## YOUR GOAL
All lines of the listing below must be reproduced character for character.

RECORDS FOR PROCESSING below:

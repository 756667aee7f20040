//! Fitted model snapshots and result tables.
//!
//! ## Purpose
//!
//! This module defines [`FittedLowess`], the immutable snapshot produced by a
//! fit, and the shared table formatting used by every printable result.
//!
//! ## Design notes
//!
//! * **Snapshot**: A fit returns a new value; predicting is only possible on a
//!   snapshot, so predict-before-fit cannot be expressed.
//! * **Serializable**: Snapshots derive `serde` so applications can persist them.
//! * **Ergonomics**: Implements `Display` for human-readable output.
//!
//! ## Invariants
//!
//! * `design.nrows() == anchors.len() == loading_weights.nrows()`.
//! * `loading_weights.ncols() == robustness_weights.len()` (training samples).
//!
//! ## Non-goals
//!
//! * This module does not perform fitting (responsibility of the executor).

// External dependencies
use core::fmt::{self, Display, Formatter};
use ndarray::{Array2, ArrayView2};
use num_traits::Float;
use serde::{Deserialize, Serialize};

// Internal dependencies
use crate::algorithms::regression::{Coefficients, RegressionMethod};
use crate::engine::executor::LowessExecutor;
use crate::engine::validator::Validator;
use crate::primitives::errors::LowessError;
use crate::primitives::input::LowessInput;

// ============================================================================
// Fitted Model
// ============================================================================

/// Immutable result of a LOWESS fit.
#[derive(Debug, Clone, PartialEq, Serialize, Deserialize)]
pub struct FittedLowess<T> {
    pub(crate) fraction: f64,
    pub(crate) anchors: Vec<T>,
    pub(crate) loading_weights: Array2<T>,
    pub(crate) design: Array2<T>,
    pub(crate) active: Vec<bool>,
    pub(crate) method: RegressionMethod,
    pub(crate) robustness_weights: Vec<T>,
    pub(crate) iterations: usize,
}

impl<T: Float> FittedLowess<T> {
    // ========================================================================
    // Prediction
    // ========================================================================

    /// Predict at `x_pred` by blending the fitted anchor lines.
    pub fn predict<I>(&self, x_pred: &I) -> Result<Vec<T>, LowessError>
    where
        I: LowessInput<T> + ?Sized,
    {
        let x_pred = x_pred.as_lowess_slice()?;
        Validator::validate_prediction_points(x_pred)?;
        Ok(LowessExecutor::predict_blend(
            &self.anchors,
            &self.active,
            &self.design,
            self.fraction,
            x_pred,
        ))
    }

    // ========================================================================
    // Accessors
    // ========================================================================

    /// Bandwidth fraction used for the fit.
    pub fn fraction(&self) -> f64 {
        self.fraction
    }

    /// Anchor locations.
    pub fn anchors(&self) -> &[T] {
        &self.anchors
    }

    /// Loading weights of the final pass, `anchors × samples`.
    pub fn loading_weights(&self) -> ArrayView2<'_, T> {
        self.loading_weights.view()
    }

    /// Design matrix, `anchors × 2` (intercept, slope).
    pub fn design_matrix(&self) -> ArrayView2<'_, T> {
        self.design.view()
    }

    /// Coefficients of anchor `index`.
    pub fn coefficients(&self, index: usize) -> Option<Coefficients<T>> {
        (index < self.design.nrows()).then(|| Coefficients {
            intercept: self.design[[index, 0]],
            slope: self.design[[index, 1]],
        })
    }

    /// Whether each anchor received any positive loading weight.
    ///
    /// Inactive anchors have zero coefficients and are left out of predictions.
    pub fn active_anchors(&self) -> &[bool] {
        &self.active
    }

    /// Regression strategy used for the fit.
    pub fn method(&self) -> RegressionMethod {
        self.method
    }

    /// Robustness weights used in the final pass.
    pub fn robustness_weights(&self) -> &[T] {
        &self.robustness_weights
    }

    /// Number of fit passes performed.
    pub fn iterations(&self) -> usize {
        self.iterations
    }
}

// ============================================================================
// Display Implementation
// ============================================================================

impl<T: Float + Display> Display for FittedLowess<T> {
    fn fmt(&self, f: &mut Formatter<'_>) -> fmt::Result {
        writeln!(f, "Summary:")?;
        writeln!(f, "  Anchors:     {}", self.anchors.len())?;
        writeln!(f, "  Samples:     {}", self.robustness_weights.len())?;
        writeln!(f, "  Fraction:    {}", self.fraction)?;
        writeln!(f, "  Iterations:  {}", self.iterations)?;
        writeln!(f, "  Method:      {}", self.method.name())?;
        writeln!(f)?;

        writeln!(f, "Local Regressions:")?;
        write_table(
            f,
            &["Anchor", "Intercept", "Slope"],
            self.anchors.len(),
            |f, i| {
                write!(
                    f,
                    "{:>8.2} {:>12.6} {:>12.6}",
                    self.anchors[i],
                    self.design[[i, 0]],
                    self.design[[i, 1]]
                )
            },
        )
    }
}

/// Write a right-aligned table, eliding the middle when longer than 20 rows.
///
/// The first header is 8 wide and the rest 12 wide, matching the row writer.
pub(crate) fn write_table<F>(
    f: &mut Formatter<'_>,
    headers: &[&str],
    n: usize,
    mut row: F,
) -> fmt::Result
where
    F: FnMut(&mut Formatter<'_>, usize) -> fmt::Result,
{
    let mut width = 0;
    for (i, h) in headers.iter().enumerate() {
        if i == 0 {
            write!(f, "{:>8}", h)?;
            width += 8;
        } else {
            write!(f, " {:>12}", h)?;
            width += 13;
        }
    }
    writeln!(f)?;
    writeln!(f, "{:-<width$}", "", width = width)?;

    let rows: Vec<usize> = if n <= 20 {
        (0..n).collect()
    } else {
        (0..10).chain(n - 10..n).collect()
    };

    let mut prev = 0;
    for (i, &idx) in rows.iter().enumerate() {
        if i > 0 && idx != prev + 1 {
            writeln!(f, "{:>8}", "...")?;
        }
        prev = idx;
        row(f, idx)?;
        writeln!(f)?;
    }

    Ok(())
}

End of RECORDS FOR PROCESSING.

## SOLUTION FOR THIS PROBLEM
repository 756667aee7f20040
//! Fitted model snapshots and result tables.
//!
//! ## Purpose
//!
//! This module defines [`FittedLowess`], the immutable snapshot produced by a
//! fit, and the shared table formatting used by every printable result.
//!
//! ## Design notes
//!
//! * **Snapshot**: A fit returns a new value; predicting is only possible on a
//!   snapshot, so predict-before-fit cannot be expressed.
//! * **Serializable**: Snapshots derive `serde` so applications can persist them.
//! * **Ergonomics**: Implements `Display` for human-readable output.
//!
//! ## Invariants
//!
//! * `design.nrows() == anchors.len() == loading_weights.nrows()`.
//! * `loading_weights.ncols() == robustness_weights.len()` (training samples).
//!
//! ## Non-goals
//!
//! * This module does not perform fitting (responsibility of the executor).

// External dependencies
use core::fmt::{self, Display, Formatter};
use ndarray::{Array2, ArrayView2};
use num_traits::Float;
use serde::{Deserialize, Serialize};

// Internal dependencies
use crate::algorithms::regression::{Coefficients, RegressionMethod};
use crate::engine::executor::LowessExecutor;
use crate::engine::validator::Validator;
use crate::primitives::errors::LowessError;
use crate::primitives::input::LowessInput;

// ============================================================================
// Fitted Model
// ============================================================================

/// Immutable result of a LOWESS fit.
#[derive(Debug, Clone, PartialEq, Serialize, Deserialize)]
pub struct FittedLowess<T> {
    pub(crate) fraction: f64,
    pub(crate) anchors: Vec<T>,
    pub(crate) loading_weights: Array2<T>,
    pub(crate) design: Array2<T>,
    pub(crate) active: Vec<bool>,
    pub(crate) method: RegressionMethod,
    pub(crate) robustness_weights: Vec<T>,
    pub(crate) iterations: usize,
}

impl<T: Float> FittedLowess<T> {
    // ========================================================================
    // Prediction
    // ========================================================================

    /// Predict at `x_pred` by blending the fitted anchor lines.
    pub fn predict<I>(&self, x_pred: &I) -> Result<Vec<T>, LowessError>
    where
        I: LowessInput<T> + ?Sized,
    {
        let x_pred = x_pred.as_lowess_slice()?;
        Validator::validate_prediction_points(x_pred)?;
        Ok(LowessExecutor::predict_blend(
            &self.anchors,
            &self.active,
            &self.design,
            self.fraction,
            x_pred,
        ))
    }

    // ========================================================================
    // Accessors
    // ========================================================================

    /// Bandwidth fraction used for the fit.
    pub fn fraction(&self) -> f64 {
        self.fraction
    }

    /// Anchor locations.
    pub fn anchors(&self) -> &[T] {
        &self.anchors
    }

    /// Loading weights of the final pass, `anchors × samples`.
    pub fn loading_weights(&self) -> ArrayView2<'_, T> {
        self.loading_weights.view()
    }

    /// Design matrix, `anchors × 2` (intercept, slope).
    pub fn design_matrix(&self) -> ArrayView2<'_, T> {
        self.design.view()
    }

    /// Coefficients of anchor `index`.
    pub fn coefficients(&self, index: usize) -> Option<Coefficients<T>> {
        (index < self.design.nrows()).then(|| Coefficients {
            intercept: self.design[[index, 0]],
            slope: self.design[[index, 1]],
        })
    }

    /// Whether each anchor received any positive loading weight.
    ///
    /// Inactive anchors have zero coefficients and are left out of predictions.
    pub fn active_anchors(&self) -> &[bool] {
        &self.active
    }

    /// Regression strategy used for the fit.
    pub fn method(&self) -> RegressionMethod {
        self.method
    }

    /// Robustness weights used in the final pass.
    pub fn robustness_weights(&self) -> &[T] {
        &self.robustness_weights
    }

    /// Number of fit passes performed.
    pub fn iterations(&self) -> usize {
        self.iterations
    }
}

// ============================================================================
// Display Implementation
// ============================================================================

impl<T: Float + Display> Display for FittedLowess<T> {
    fn fmt(&self, f: &mut Formatter<'_>) -> fmt::Result {
        writeln!(f, "Summary:")?;
        writeln!(f, "  Anchors:     {}", self.anchors.len())?;
        writeln!(f, "  Samples:     {}", self.robustness_weights.len())?;
        writeln!(f, "  Fraction:    {}", self.fraction)?;
        writeln!(f, "  Iterations:  {}", self.iterations)?;
        writeln!(f, "  Method:      {}", self.method.name())?;
        writeln!(f)?;

        writeln!(f, "Local Regressions:")?;
        write_table(
            f,
            &["Anchor", "Intercept", "Slope"],
            self.anchors.len(),
            |f, i| {
                write!(
                    f,
                    "{:>8.2} {:>12.6} {:>12.6}",
                    self.anchors[i],
                    self.design[[i, 0]],
                    self.design[[i, 1]]
                )
            },
        )
    }
}

/// Write a right-aligned table, eliding the middle when longer than 20 rows.
///
/// The first header is 8 wide and the rest 12 wide, matching the row writer.
pub(crate) fn write_table<F>(
    f: &mut Formatter<'_>,
    headers: &[&str],
    n: usize,
    mut row: F,
) -> fmt::Result
where
    F: FnMut(&mut Formatter<'_>, usize) -> fmt::Result,
{
    let mut width = 0;
    for (i, h) in headers.iter().enumerate() {
        if i == 0 {
            write!(f, "{:>8}", h)?;
            width += 8;
        } else {
            write!(f, " {:>12}", h)?;
            width += 13;
        }
    }
    writeln!(f)?;
    writeln!(f, "{:-<width$}", "", width = width)?;

    let rows: Vec<usize> = if n <= 20 {
        (0..n).collect()
    } else {
        (0..10).chain(n - 10..n).collect()
    };

    let mut prev = 0;
    for (i, &idx) in rows.iter().enumerate() {
        if i > 0 && idx != prev + 1 {
            writeln!(f, "{:>8}", "...")?;
        }
        prev = idx;
        row(f, idx)?;
        writeln!(f)?;
    }

    Ok(())
}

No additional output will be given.